About Maiquer Group Co.Ltd(002719)

Legal opinion of 2021 annual general meeting

To: Maiquer Group Co.Ltd(002719)

Entrusted by Maiquer Group Co.Ltd(002719) (hereinafter referred to as “the company”), Beijing Jingtian Gongcheng law firm (hereinafter referred to as “the firm”) appointed its lawyer to witness the 2021 annual general meeting of shareholders (hereinafter referred to as “the general meeting”) held by the company at 16:00 on May 18, 2022 in the conference room on the second floor of maixier group company, maixier Avenue, Changji City, Xinjiang, In accordance with the company law of the people’s Republic of China, the securities law of the people’s Republic of China and other current Chinese laws, regulations and other normative documents (hereinafter referred to as “Chinese laws and regulations”) and the Maiquer Group Co.Ltd(002719) articles of Association (hereinafter referred to as “the articles of association”), the company will discuss the convening and convening methods, the qualifications of participants, the qualifications of conveners This legal opinion is issued for matters such as voting procedures and voting results of the meeting (hereinafter referred to as “procedural matters”).

In order to issue this legal opinion, our lawyers reviewed the documents related to the general meeting of shareholders provided by the company, including but not limited to the resolution of the fourth meeting of the Fourth Board of directors and its correction announcement, the resolution of the fourth meeting of the Fourth Board of supervisors, the opinions of independent directors, the announcement published according to the above contents, the notice, proposal and resolution on convening the general meeting of shareholders, etc, At the same time, we listened to the company’s statements and explanations on relevant facts. Affected by the pneumonia epidemic caused by novel coronavirus infection, according to the relevant provisions of the notice on several measures to support the real economy (SZS [2022] No. 439) of Shenzhen Stock Exchange, we assigned lawyers to witness this general meeting of shareholders through online video conference. The company promises that the documents provided and the statements and explanations made by it are complete, true and effective without any concealment or omission.

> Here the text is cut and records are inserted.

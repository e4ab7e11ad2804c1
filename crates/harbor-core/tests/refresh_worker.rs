//! Integration tests for the worker side of app refresh.
//!
//! These run the real worker loop against a real controller over an
//! anonymous channel, with a temp-directory bundle library.

use std::fs;
use std::path::Path;
use std::time::Duration;

use harbor_core::channel::{ChannelEvent, CompletionResult, RemoteController};
use harbor_core::library::BundleLibrary;
use harbor_core::refresh::{REFRESH_ALL_ACTION, run_worker};
use harbor_core::signing::CommandSigner;

const PEER_TIMEOUT: Duration = Duration::from_secs(2);

fn test_library(dir: &Path, bundle_ids: &[&str]) -> BundleLibrary {
    let library = BundleLibrary::new(dir.join("apps"), dir.join("containers"));
    for bundle_id in bundle_ids {
        let path = dir.join("apps").join(bundle_id);
        fs::create_dir_all(&path).unwrap();
        fs::write(
            path.join("bundle.toml"),
            format!("display_name = \"{}\"\nexecutable = \"bin/app\"\n", bundle_id),
        )
        .unwrap();
    }
    library
}

async fn drain_events(controller: &mut RemoteController) -> Vec<ChannelEvent> {
    let mut events = Vec::new();
    loop {
        let event = controller.next_event().await.unwrap();
        let done = matches!(event, ChannelEvent::Completed { .. });
        events.push(event);
        if done {
            return events;
        }
    }
}

#[tokio::test]
async fn test_worker_refreshes_all_bundles() {
    let dir = tempfile::tempdir().unwrap();
    let library = test_library(dir.path(), &["com.example.mail", "com.example.notes"]);

    let mut controller = RemoteController::open().unwrap();
    let bookmark = controller.bookmark();
    let worker_library = library.clone();
    let worker = tokio::spawn(async move { run_worker(&bookmark, &worker_library, None).await });

    controller.wait_for_peer(PEER_TIMEOUT).await.unwrap();
    controller.invoke(REFRESH_ALL_ACTION).await.unwrap();

    let events = drain_events(&mut controller).await;
    assert_eq!(
        events,
        vec![
            ChannelEvent::Progress { value: 0.5 },
            ChannelEvent::Progress { value: 1.0 },
            ChannelEvent::Completed {
                result: CompletionResult::Success
            },
        ]
    );

    worker.await.unwrap().unwrap();

    // Bundles survived their transactions intact.
    let bundles = library.list_bundles().unwrap();
    assert_eq!(bundles.len(), 2);
    for bundle in bundles {
        assert!(bundle.path.join("bundle.toml").exists());
    }
}

#[tokio::test]
async fn test_worker_reports_signing_failure_and_cancels() {
    let dir = tempfile::tempdir().unwrap();
    let library = test_library(dir.path(), &["com.example.notes"]);

    let mut controller = RemoteController::open().unwrap();
    let bookmark = controller.bookmark();
    let worker_library = library.clone();
    let worker = tokio::spawn(async move {
        let signer = CommandSigner::new("false");
        run_worker(&bookmark, &worker_library, Some(&signer)).await
    });

    controller.wait_for_peer(PEER_TIMEOUT).await.unwrap();
    controller.invoke(REFRESH_ALL_ACTION).await.unwrap();

    let events = drain_events(&mut controller).await;
    assert_eq!(events.len(), 1);
    match &events[0] {
        ChannelEvent::Completed {
            result: CompletionResult::Failure { message },
        } => assert!(message.contains("com.example.notes")),
        other => panic!("expected failure completion, got {:?}", other),
    }

    worker.await.unwrap().unwrap();

    // The failed transaction was cancelled; the original bundle remains.
    assert!(
        dir.path()
            .join("apps/com.example.notes/bundle.toml")
            .exists()
    );
}

#[tokio::test]
async fn test_worker_rejects_unknown_action() {
    let dir = tempfile::tempdir().unwrap();
    let library = test_library(dir.path(), &["com.example.notes"]);

    let mut controller = RemoteController::open().unwrap();
    let bookmark = controller.bookmark();
    let worker = tokio::spawn(async move { run_worker(&bookmark, &library, None).await });

    controller.wait_for_peer(PEER_TIMEOUT).await.unwrap();
    controller.invoke("reticulate_splines").await.unwrap();

    let events = drain_events(&mut controller).await;
    match &events[0] {
        ChannelEvent::Completed {
            result: CompletionResult::Failure { message },
        } => assert!(message.contains("unknown action")),
        other => panic!("expected failure completion, got {:?}", other),
    }

    worker.await.unwrap().unwrap();
}

#[tokio::test]
async fn test_worker_with_empty_library_succeeds_immediately() {
    let dir = tempfile::tempdir().unwrap();
    let library = test_library(dir.path(), &[]);

    let mut controller = RemoteController::open().unwrap();
    let bookmark = controller.bookmark();
    let worker = tokio::spawn(async move { run_worker(&bookmark, &library, None).await });

    controller.wait_for_peer(PEER_TIMEOUT).await.unwrap();
    controller.invoke(REFRESH_ALL_ACTION).await.unwrap();

    let events = drain_events(&mut controller).await;
    assert_eq!(
        events,
        vec![ChannelEvent::Completed {
            result: CompletionResult::Success
        }]
    );

    worker.await.unwrap().unwrap();
}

In this legal opinion, the exchange guarantees that there are no false records, misleading statements and major omissions in this legal opinion according to the facts and legal opinions of the exchange on or before the issuance date of this legal opinion. The bourse agrees that the company will announce this legal opinion as a necessary document of the general meeting of shareholders, and take responsibility for the legal opinion issued in accordance with the law. Without the written consent of the exchange, this legal opinion shall not be used for any other purpose.

Based on the above, in accordance with the requirements of Chinese laws and regulations and in accordance with the recognized business standards, ethics and diligence spirit of the lawyer industry, we hereby issue the following legal opinions:

1、 Convening and convening procedures of this general meeting of shareholders

The fourth meeting of the Fourth Board of directors of the company deliberated and adopted the proposal on convening the 2021 annual general meeting of shareholders on April 25, 2022, which was published in the securities times, Shanghai Securities News and cninfo (www.cn. Info. Com. CN) on April 26, 2022 The notice on convening the 2021 annual general meeting of shareholders was published on the. The aforesaid announcement specifies the session of the general meeting of shareholders, the convener of the meeting, the compliance and legitimacy of the meeting, the date and time of the meeting, the way of the meeting, the equity registration date of the meeting, the participants of the meeting, the place of the on-site meeting, the matters to be considered at the meeting, the proposal code of the general meeting of shareholders, the registration method of the meeting, the specific operation process of participating in online voting and other matters, It also explains that as of the afternoon closing of May 12, 2022 (equity registration date), all ordinary shareholders of the company registered in Shenzhen Branch of China Securities Depository and Clearing Co., Ltd. have the right to attend the general meeting of shareholders, and can entrust an agent to attend and participate in the meeting in writing. The shareholder agent does not have to be a shareholder of the company.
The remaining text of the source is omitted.